[Stored data entries]:
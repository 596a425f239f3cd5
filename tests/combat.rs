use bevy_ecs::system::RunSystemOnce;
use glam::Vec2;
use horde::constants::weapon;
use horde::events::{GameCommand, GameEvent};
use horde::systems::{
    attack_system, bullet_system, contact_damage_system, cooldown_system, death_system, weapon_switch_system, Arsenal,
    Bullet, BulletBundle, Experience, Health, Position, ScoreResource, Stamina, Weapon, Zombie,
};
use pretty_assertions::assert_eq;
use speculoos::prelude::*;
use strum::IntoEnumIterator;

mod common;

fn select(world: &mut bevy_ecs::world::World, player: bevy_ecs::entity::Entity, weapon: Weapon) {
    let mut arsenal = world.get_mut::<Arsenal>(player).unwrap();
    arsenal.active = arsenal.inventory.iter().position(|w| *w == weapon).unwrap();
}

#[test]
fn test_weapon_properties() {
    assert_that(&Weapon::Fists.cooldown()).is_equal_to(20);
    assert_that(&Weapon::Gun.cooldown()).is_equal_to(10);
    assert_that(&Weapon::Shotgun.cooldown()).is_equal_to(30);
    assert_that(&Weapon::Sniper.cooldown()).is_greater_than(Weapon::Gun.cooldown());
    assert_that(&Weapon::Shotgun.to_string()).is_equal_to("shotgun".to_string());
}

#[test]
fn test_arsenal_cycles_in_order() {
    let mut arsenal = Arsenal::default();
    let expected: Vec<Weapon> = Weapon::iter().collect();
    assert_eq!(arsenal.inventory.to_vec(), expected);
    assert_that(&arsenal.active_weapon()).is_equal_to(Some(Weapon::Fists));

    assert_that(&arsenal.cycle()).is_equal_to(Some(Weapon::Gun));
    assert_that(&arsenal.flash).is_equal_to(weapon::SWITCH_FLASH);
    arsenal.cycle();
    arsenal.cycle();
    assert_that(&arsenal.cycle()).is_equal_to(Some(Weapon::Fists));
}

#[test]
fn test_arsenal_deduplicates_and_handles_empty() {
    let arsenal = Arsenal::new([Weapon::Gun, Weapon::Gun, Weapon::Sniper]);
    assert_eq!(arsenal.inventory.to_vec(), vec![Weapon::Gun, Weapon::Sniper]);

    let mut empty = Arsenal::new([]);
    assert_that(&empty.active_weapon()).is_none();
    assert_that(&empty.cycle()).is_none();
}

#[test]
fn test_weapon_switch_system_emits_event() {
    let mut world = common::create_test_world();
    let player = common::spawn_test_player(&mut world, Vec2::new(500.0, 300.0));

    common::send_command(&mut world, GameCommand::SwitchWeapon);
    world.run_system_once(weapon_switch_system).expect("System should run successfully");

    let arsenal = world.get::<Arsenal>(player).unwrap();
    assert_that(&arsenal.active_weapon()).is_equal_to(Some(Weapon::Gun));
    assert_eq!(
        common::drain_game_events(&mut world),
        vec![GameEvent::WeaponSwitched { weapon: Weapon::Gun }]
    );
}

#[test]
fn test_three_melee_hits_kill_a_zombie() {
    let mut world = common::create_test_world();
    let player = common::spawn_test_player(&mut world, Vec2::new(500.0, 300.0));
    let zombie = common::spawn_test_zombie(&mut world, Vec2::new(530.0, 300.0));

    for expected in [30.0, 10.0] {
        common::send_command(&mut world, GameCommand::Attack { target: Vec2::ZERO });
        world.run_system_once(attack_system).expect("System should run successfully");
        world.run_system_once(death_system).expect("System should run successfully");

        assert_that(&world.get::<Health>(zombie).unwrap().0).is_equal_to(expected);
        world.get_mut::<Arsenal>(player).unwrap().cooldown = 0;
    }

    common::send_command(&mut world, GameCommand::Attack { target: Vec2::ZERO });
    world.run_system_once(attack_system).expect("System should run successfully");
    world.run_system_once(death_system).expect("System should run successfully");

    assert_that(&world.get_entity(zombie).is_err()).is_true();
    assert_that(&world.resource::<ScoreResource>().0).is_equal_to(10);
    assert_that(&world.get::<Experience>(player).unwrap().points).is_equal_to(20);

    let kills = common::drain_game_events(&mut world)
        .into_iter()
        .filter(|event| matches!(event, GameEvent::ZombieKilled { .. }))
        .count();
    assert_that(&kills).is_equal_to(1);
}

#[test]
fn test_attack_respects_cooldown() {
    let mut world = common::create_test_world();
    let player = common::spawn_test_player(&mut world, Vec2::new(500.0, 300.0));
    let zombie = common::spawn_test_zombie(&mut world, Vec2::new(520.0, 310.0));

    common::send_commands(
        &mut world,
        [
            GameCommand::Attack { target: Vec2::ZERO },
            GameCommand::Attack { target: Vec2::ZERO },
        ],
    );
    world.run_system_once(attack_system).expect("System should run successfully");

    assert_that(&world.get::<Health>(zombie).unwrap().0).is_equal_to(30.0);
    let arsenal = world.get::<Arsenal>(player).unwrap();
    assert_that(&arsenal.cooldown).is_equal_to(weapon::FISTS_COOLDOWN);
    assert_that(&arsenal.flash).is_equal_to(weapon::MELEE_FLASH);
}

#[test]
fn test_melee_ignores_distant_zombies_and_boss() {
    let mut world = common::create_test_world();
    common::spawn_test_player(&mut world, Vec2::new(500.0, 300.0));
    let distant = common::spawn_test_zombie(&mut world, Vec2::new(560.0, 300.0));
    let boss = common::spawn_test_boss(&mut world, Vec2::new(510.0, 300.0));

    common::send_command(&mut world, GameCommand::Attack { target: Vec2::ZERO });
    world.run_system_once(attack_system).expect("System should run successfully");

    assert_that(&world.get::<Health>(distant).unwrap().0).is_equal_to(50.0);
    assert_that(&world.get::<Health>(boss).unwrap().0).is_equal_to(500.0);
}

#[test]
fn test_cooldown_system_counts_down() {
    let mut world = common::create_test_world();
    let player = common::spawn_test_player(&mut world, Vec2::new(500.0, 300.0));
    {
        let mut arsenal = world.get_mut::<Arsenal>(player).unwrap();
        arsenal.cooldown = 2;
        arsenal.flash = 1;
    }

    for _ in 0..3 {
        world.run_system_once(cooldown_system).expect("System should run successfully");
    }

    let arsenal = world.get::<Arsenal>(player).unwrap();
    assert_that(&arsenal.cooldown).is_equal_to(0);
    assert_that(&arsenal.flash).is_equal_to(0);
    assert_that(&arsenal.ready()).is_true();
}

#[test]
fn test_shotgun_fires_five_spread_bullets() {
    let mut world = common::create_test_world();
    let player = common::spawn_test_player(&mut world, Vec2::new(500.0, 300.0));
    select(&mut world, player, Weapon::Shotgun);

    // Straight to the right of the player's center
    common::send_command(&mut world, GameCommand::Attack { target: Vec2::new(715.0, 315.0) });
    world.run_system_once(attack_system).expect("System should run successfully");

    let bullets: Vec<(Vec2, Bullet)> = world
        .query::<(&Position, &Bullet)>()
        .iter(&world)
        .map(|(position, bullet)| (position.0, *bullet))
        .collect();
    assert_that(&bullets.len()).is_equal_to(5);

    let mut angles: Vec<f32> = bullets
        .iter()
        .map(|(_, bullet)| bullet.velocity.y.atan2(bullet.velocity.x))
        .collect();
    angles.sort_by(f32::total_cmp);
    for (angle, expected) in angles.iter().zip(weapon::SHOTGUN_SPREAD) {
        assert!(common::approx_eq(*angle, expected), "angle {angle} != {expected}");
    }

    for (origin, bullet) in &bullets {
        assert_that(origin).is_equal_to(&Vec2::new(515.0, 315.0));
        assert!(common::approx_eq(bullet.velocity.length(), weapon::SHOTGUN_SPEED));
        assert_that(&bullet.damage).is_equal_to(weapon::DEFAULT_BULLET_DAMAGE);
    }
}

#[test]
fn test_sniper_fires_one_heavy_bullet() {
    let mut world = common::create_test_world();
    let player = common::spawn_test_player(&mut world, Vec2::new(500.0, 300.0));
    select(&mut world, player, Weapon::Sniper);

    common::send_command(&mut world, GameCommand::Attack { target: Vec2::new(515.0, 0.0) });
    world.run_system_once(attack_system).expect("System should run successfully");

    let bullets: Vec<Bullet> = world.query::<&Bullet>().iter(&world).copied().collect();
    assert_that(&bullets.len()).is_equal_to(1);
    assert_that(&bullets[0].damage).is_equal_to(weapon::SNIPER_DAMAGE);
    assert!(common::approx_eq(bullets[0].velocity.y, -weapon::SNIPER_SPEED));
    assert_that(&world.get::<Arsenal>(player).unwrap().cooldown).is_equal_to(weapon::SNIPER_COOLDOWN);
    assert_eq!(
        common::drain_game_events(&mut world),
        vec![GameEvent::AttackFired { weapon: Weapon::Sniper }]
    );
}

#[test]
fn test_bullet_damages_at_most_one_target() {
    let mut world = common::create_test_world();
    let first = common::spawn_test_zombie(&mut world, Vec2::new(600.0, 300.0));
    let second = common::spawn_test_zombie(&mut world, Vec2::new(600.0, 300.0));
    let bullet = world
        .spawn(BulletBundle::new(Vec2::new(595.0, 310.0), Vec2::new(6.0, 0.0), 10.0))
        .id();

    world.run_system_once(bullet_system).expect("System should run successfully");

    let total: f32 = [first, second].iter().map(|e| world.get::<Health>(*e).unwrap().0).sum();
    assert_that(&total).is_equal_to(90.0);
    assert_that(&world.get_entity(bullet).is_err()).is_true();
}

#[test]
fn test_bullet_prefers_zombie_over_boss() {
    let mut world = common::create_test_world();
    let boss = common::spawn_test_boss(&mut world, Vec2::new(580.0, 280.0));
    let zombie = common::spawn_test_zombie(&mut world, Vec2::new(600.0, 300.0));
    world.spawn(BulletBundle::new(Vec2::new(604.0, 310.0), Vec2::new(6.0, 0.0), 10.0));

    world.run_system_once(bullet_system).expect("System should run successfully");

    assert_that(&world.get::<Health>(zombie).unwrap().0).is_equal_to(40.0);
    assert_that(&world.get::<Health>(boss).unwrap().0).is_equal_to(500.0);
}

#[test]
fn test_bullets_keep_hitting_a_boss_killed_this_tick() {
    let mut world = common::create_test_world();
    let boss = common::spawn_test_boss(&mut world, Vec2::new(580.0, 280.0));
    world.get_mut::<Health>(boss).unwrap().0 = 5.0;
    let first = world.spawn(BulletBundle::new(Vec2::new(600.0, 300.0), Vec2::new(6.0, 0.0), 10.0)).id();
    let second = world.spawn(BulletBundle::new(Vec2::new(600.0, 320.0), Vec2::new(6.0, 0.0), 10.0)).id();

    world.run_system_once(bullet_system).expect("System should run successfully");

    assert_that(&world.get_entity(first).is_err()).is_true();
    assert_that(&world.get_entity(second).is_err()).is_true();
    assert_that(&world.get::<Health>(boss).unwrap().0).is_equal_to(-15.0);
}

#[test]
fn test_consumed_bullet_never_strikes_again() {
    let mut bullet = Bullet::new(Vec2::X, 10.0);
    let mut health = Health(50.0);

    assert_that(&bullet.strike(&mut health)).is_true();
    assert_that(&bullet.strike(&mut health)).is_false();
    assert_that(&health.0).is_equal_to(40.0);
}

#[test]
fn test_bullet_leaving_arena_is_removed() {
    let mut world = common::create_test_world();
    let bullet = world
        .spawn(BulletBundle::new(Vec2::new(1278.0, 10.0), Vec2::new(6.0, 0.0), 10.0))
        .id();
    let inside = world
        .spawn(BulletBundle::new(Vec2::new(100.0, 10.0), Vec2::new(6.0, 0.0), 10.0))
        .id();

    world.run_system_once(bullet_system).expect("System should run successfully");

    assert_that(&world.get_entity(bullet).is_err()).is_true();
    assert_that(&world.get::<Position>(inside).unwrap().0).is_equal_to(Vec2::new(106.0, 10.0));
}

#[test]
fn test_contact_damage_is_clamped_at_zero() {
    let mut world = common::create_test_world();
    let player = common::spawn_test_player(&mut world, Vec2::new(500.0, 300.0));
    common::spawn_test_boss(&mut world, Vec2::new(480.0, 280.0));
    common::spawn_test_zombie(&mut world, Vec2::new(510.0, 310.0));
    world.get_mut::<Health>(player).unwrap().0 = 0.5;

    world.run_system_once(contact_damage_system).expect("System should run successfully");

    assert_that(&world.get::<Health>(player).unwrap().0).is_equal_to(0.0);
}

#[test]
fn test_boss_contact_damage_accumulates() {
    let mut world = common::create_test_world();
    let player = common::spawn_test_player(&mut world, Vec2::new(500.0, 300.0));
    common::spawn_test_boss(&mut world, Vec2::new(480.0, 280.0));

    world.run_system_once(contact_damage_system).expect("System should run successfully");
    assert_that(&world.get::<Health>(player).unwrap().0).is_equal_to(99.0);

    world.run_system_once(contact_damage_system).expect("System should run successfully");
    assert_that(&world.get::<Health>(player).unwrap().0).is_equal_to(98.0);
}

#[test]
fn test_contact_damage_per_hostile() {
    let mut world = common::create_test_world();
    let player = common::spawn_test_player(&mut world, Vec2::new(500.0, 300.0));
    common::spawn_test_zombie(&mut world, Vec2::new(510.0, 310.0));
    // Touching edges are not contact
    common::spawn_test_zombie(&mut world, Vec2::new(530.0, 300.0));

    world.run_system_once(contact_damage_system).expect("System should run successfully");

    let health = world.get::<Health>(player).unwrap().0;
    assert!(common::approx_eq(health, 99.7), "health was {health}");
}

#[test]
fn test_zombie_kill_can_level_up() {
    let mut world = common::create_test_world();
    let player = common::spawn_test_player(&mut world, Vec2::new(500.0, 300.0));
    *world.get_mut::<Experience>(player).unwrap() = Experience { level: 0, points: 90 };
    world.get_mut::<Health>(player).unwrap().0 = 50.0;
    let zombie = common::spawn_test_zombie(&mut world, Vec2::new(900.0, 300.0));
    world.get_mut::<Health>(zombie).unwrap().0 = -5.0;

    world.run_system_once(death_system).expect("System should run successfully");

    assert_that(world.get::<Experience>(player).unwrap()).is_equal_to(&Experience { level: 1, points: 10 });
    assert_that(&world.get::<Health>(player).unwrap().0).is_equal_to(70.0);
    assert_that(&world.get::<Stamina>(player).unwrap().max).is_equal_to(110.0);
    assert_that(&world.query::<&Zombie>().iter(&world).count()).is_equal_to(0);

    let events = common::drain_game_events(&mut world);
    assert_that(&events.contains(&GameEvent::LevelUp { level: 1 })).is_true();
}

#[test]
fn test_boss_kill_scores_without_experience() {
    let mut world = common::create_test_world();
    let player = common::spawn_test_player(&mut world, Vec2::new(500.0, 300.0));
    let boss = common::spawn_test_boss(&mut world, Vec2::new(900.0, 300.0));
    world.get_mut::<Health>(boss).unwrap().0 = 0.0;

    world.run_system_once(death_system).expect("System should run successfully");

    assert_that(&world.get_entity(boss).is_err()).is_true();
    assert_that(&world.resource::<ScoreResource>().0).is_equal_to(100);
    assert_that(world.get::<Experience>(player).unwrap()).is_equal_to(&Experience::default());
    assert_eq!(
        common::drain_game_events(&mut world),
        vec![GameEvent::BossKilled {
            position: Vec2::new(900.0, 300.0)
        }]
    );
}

[Assignment]: Reproduce exactly, and only, the lines from the start of the entries through the one that contains "assert_eq!(arsenal.inventory.to_vec(), expected);".

[Exercise solution]:
repository 596a425f239f3cd5
filename tests/combat.rs
use bevy_ecs::system::RunSystemOnce;
use glam::Vec2;
use horde::constants::weapon;
use horde::events::{GameCommand, GameEvent};
use horde::systems::{
    attack_system, bullet_system, contact_damage_system, cooldown_system, death_system, weapon_switch_system, Arsenal,
    Bullet, BulletBundle, Experience, Health, Position, ScoreResource, Stamina, Weapon, Zombie,
};
use pretty_assertions::assert_eq;
use speculoos::prelude::*;
use strum::IntoEnumIterator;

mod common;

fn select(world: &mut bevy_ecs::world::World, player: bevy_ecs::entity::Entity, weapon: Weapon) {
    let mut arsenal = world.get_mut::<Arsenal>(player).unwrap();
    arsenal.active = arsenal.inventory.iter().position(|w| *w == weapon).unwrap();
}

#[test]
fn test_weapon_properties() {
    assert_that(&Weapon::Fists.cooldown()).is_equal_to(20);
    assert_that(&Weapon::Gun.cooldown()).is_equal_to(10);
    assert_that(&Weapon::Shotgun.cooldown()).is_equal_to(30);
    assert_that(&Weapon::Sniper.cooldown()).is_greater_than(Weapon::Gun.cooldown());
    assert_that(&Weapon::Shotgun.to_string()).is_equal_to("shotgun".to_string());
}

#[test]
fn test_arsenal_cycles_in_order() {
    let mut arsenal = Arsenal::default();
    let expected: Vec<Weapon> = Weapon::iter().collect();
    assert_eq!(arsenal.inventory.to_vec(), expected);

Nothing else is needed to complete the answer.